O juiz autêntico dá o melhor de si para apitar bem, mas não finge que a situação é definitiva a ponto de não haver interpelações. Ele é confiante o suficiente para admitir ser possível haver mais do que uma visão de um incidente, e que outros podem ter chegado a uma conclusão diferente. No final, porém, é responsabilidade sua controlar o jogo, e ele enfrenta a situação quando é necessário tomar uma decisão.
Um incidente que envolveu Pierluigi Collina, talvez o maior árbitro de todos os tempos, ilustra o que quero dizer. Em 1997, quando apitava um jogo da Série A entre a Internazionale de Milão e a Juventus, Collina validou um gol da Inter. Embora o artilheiro parecesse impedido, o bandeirinha não marcou a infração. Quando os jogadores da Juventus correram até o auxiliar para reclamar, ele explicou que, embora o atacante estivesse em posição de impedimento, a bola fora tocada para ele por um defensor.
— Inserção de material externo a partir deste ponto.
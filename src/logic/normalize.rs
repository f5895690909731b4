use crate::model::Bindings;

/// Replace each path-parameter value in `path` with `{name}`, in binding
/// iteration order. Every occurrence of a value is replaced, so a short id
/// that also appears in an unrelated segment is templated there too, a
/// known, accepted limitation of occurrence-based templating.
pub fn templatize(path: &str, bindings: &Bindings) -> String {
    let mut templated = path.to_string();
    for (name, value) in bindings {
        let Some(literal) = value.as_scalar_text() else {
            continue;
        };
        // An empty literal would match between every character.
        if literal.is_empty() {
            continue;
        }
        templated = templated.replace(&literal, &format!("{{{name}}}"));
    }
    templated
}
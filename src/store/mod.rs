pub mod traits;
pub mod yaml;

pub use traits::*;
pub use yaml::*;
Collina ouviu a explicação, mas achou que estava errada: de onde estava, parecia claro que o passe viera de outro atacante. Àquela altura, os jogadores da Inter já haviam comemorado o gol e estavam de volta ao seu campo à espera do reinício do jogo. Collina tinha diante de si uma escolha difícil: poderia prosseguir com a partida, embora achasse que a decisão estava errada, ou poderia voltar atrás e anular o gol, situação que faria o estádio vir abaixo.
Sabe-se o que alguns árbitros fariam. O vacilante tomaria o caminho da menor resistência, dando continuidade ao jogo e esperando que ninguém tivesse percebido. O rigoroso voltaria atrás e não toleraria discussão, citando a letra da lei. O durão adoraria o confronto, encararia os jogadores da Inter e os desafiaria a reagir. Tal como o rigoroso, o durão apresentaria sua decisão como se fosse a única solução possível, ignorando a ambiguidade da situação.
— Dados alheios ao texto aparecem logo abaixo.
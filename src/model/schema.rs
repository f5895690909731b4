use indexmap::IndexMap;
use serde::{Deserialize, Serialize};
use serde_json::Value;

/// Structural type classes the inferencer can assign to a runtime value.
#[derive(Debug, Clone, Copy, PartialEq, Eq, Serialize, Deserialize)]
#[serde(rename_all = "lowercase")]
pub enum SchemaType {
    Integer,
    Boolean,
    String,
    Array,
    Object,
}

/// Structural description of one runtime value. Only `object` nodes carry
/// `properties`; arrays stay opaque, no element schema is computed.
#[derive(Debug, Clone, PartialEq, Serialize, Deserialize)]
pub struct SchemaNode {
    #[serde(rename = "type")]
    pub kind: SchemaType,
    #[serde(default, skip_serializing_if = "Option::is_none")]
    pub properties: Option<IndexMap<String, PropertySchema>>,
}

impl SchemaNode {
    pub fn scalar(kind: SchemaType) -> Self {
        Self {
            kind,
            properties: None,
        }
    }

    pub fn object(properties: IndexMap<String, PropertySchema>) -> Self {
        Self {
            kind: SchemaType::Object,
            properties: Some(properties),
        }
    }
}

/// Schema plus representative example for one named property of an object.
#[derive(Debug, Clone, PartialEq, Serialize, Deserialize)]
pub struct PropertySchema {
    #[serde(flatten)]
    pub schema: SchemaNode,
    #[serde(default, skip_serializing_if = "Option::is_none")]
    pub example: Option<Value>,
}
Collina sabia o que tinha visto. Ele também sabia que o bandeirinha tinha uma opinião diferente. Mas a responsabilidade de apitar era sua. Decidiu anular o gol, e o que fez em seguida mostra sua qualidade como árbitro. Ele chamou o capitão da Inter e explicou as razões de sua decisão. Depois, correu até o banco do time e explicou sua atitude mais uma vez. Não estava em busca de um confronto, queria que os jogadores e dirigentes entendessem por que ele voltara atrás. No final, Roy Hodgson, o técnico da Inter, apertou a mão de Collina e disse: “Tudo bem.” Percebeu que Collina dava o melhor de si numa situação difícil.
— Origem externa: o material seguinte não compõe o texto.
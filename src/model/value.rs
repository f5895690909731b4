use indexmap::IndexMap;
use serde_json::Value;

/// Runtime value captured from a request or response, reduced to a closed
/// set of shapes at capture time. Downstream classification is an
/// exhaustive match over these variants instead of dynamic inspection.
#[derive(Debug, Clone, PartialEq)]
pub enum CapturedValue {
    Integer(i64),
    Bool(bool),
    String(String),
    List(Vec<CapturedValue>),
    Map(IndexMap<String, CapturedValue>),
}

impl CapturedValue {
    /// Convert back into a JSON value, used when a captured payload becomes
    /// a literal example in the document.
    pub fn to_json(&self) -> Value {
        match self {
            CapturedValue::Integer(n) => Value::from(*n),
            CapturedValue::Bool(b) => Value::from(*b),
            CapturedValue::String(s) => Value::from(s.clone()),
            CapturedValue::List(items) => {
                Value::Array(items.iter().map(CapturedValue::to_json).collect())
            }
            CapturedValue::Map(fields) => Value::Object(
                fields
                    .iter()
                    .map(|(key, value)| (key.clone(), value.to_json()))
                    .collect(),
            ),
        }
    }

    /// Textual form of a scalar, used by path templating. Lists and maps
    /// have no single occurrence in a path and yield `None`.
    pub fn as_scalar_text(&self) -> Option<String> {
        match self {
            CapturedValue::Integer(n) => Some(n.to_string()),
            CapturedValue::Bool(b) => Some(b.to_string()),
            CapturedValue::String(s) => Some(s.clone()),
            CapturedValue::List(_) | CapturedValue::Map(_) => None,
        }
    }
}

impl From<&Value> for CapturedValue {
    fn from(value: &Value) -> Self {
        match value {
            Value::Bool(b) => CapturedValue::Bool(*b),
            // Non-integral numbers truncate toward zero, matching the
            // integer-only schema vocabulary.
            Value::Number(n) => CapturedValue::Integer(
                n.as_i64().unwrap_or_else(|| n.as_f64().unwrap_or(0.0) as i64),
            ),
            Value::String(s) => CapturedValue::String(s.clone()),
            Value::Array(items) => {
                CapturedValue::List(items.iter().map(CapturedValue::from).collect())
            }
            Value::Object(fields) => CapturedValue::Map(
                fields
                    .iter()
                    .map(|(key, value)| (key.clone(), CapturedValue::from(value)))
                    .collect(),
            ),
            // Null carries no structure; an empty map classifies as a bare
            // object downstream.
            Value::Null => CapturedValue::Map(IndexMap::new()),
        }
    }
}

impl From<Value> for CapturedValue {
    fn from(value: Value) -> Self {
        CapturedValue::from(&value)
    }
}

impl From<&str> for CapturedValue {
    fn from(value: &str) -> Self {
        CapturedValue::String(value.to_string())
    }
}

impl From<String> for CapturedValue {
    fn from(value: String) -> Self {
        CapturedValue::String(value)
    }
}

impl From<i64> for CapturedValue {
    fn from(value: i64) -> Self {
        CapturedValue::Integer(value)
    }
}

impl From<bool> for CapturedValue {
    fn from(value: bool) -> Self {
        CapturedValue::Bool(value)
    }
}

#[cfg(test)]
mod tests {
    use super::*;
    use serde_json::json;

    #[test]
    fn test_json_round_trip() {
        let value = json!({"name": "saddle", "price": 42, "flags": [true, false]});
        let captured = CapturedValue::from(&value);
        assert_eq!(captured.to_json(), value);
    }

    #[test]
    fn test_null_becomes_empty_map() {
        let captured = CapturedValue::from(&Value::Null);
        assert_eq!(captured, CapturedValue::Map(IndexMap::new()));
    }

    #[test]
    fn test_float_truncates_toward_zero() {
        assert_eq!(
            CapturedValue::from(&json!(12.9)),
            CapturedValue::Integer(12)
        );
        assert_eq!(
            CapturedValue::from(&json!(-3.7)),
            CapturedValue::Integer(-3)
        );
    }

    #[test]
    fn test_scalar_text() {
        assert_eq!(
            CapturedValue::from(42i64).as_scalar_text(),
            Some("42".to_string())
        );
        assert_eq!(
            CapturedValue::from("seven").as_scalar_text(),
            Some("seven".to_string())
        );
        assert_eq!(CapturedValue::List(Vec::new()).as_scalar_text(), None);
    }
}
Em O Ser e o Nada, Sartre observa que os amantes retratam frequentemente seu amor como sendo necessário, em vez de contingente: falam sobre almas gêmeas, “feitos um para o outro”, “unidos pelo destino”, e assim por diante. A realidade, tal como Sartre a vê, é mais ambígua e, no fim das contas, bem mais romântica: cada um de nós tem muitos parceiros potenciais, e se acabamos ficando com uma pessoa, é porque nós a escolhemos em relação aos outros. Sartre descreve o amor que abraça sua natureza contingente, em vez de procurar superá-la, como “amor no mundo”. Para enfrentar a ideia de amor no mundo, é preciso que assumamos a responsabilidade por nossos relacionamentos, em vez de simplesmente apresentá-los como predeterminados ou predestinados.
Da mesma forma, o árbitro autêntico pratica a “arbitragem no mundo”, sem se esquivar da responsabilidade, nem fingir ser algo que não é. Ele decide, mas não é intransigente. Apita o que vê, o melhor que pode quando tem que decidir o que é correto. Se necessário, gasta tempo para explicar suas razões aos que foram afetados pela atitude. Sabe que nem sempre acertará, e outros terão invariavelmente uma visão diferente. Não obstante, assume a responsabilidade por suas decisões, dizendo: isto é o que eu escolhi.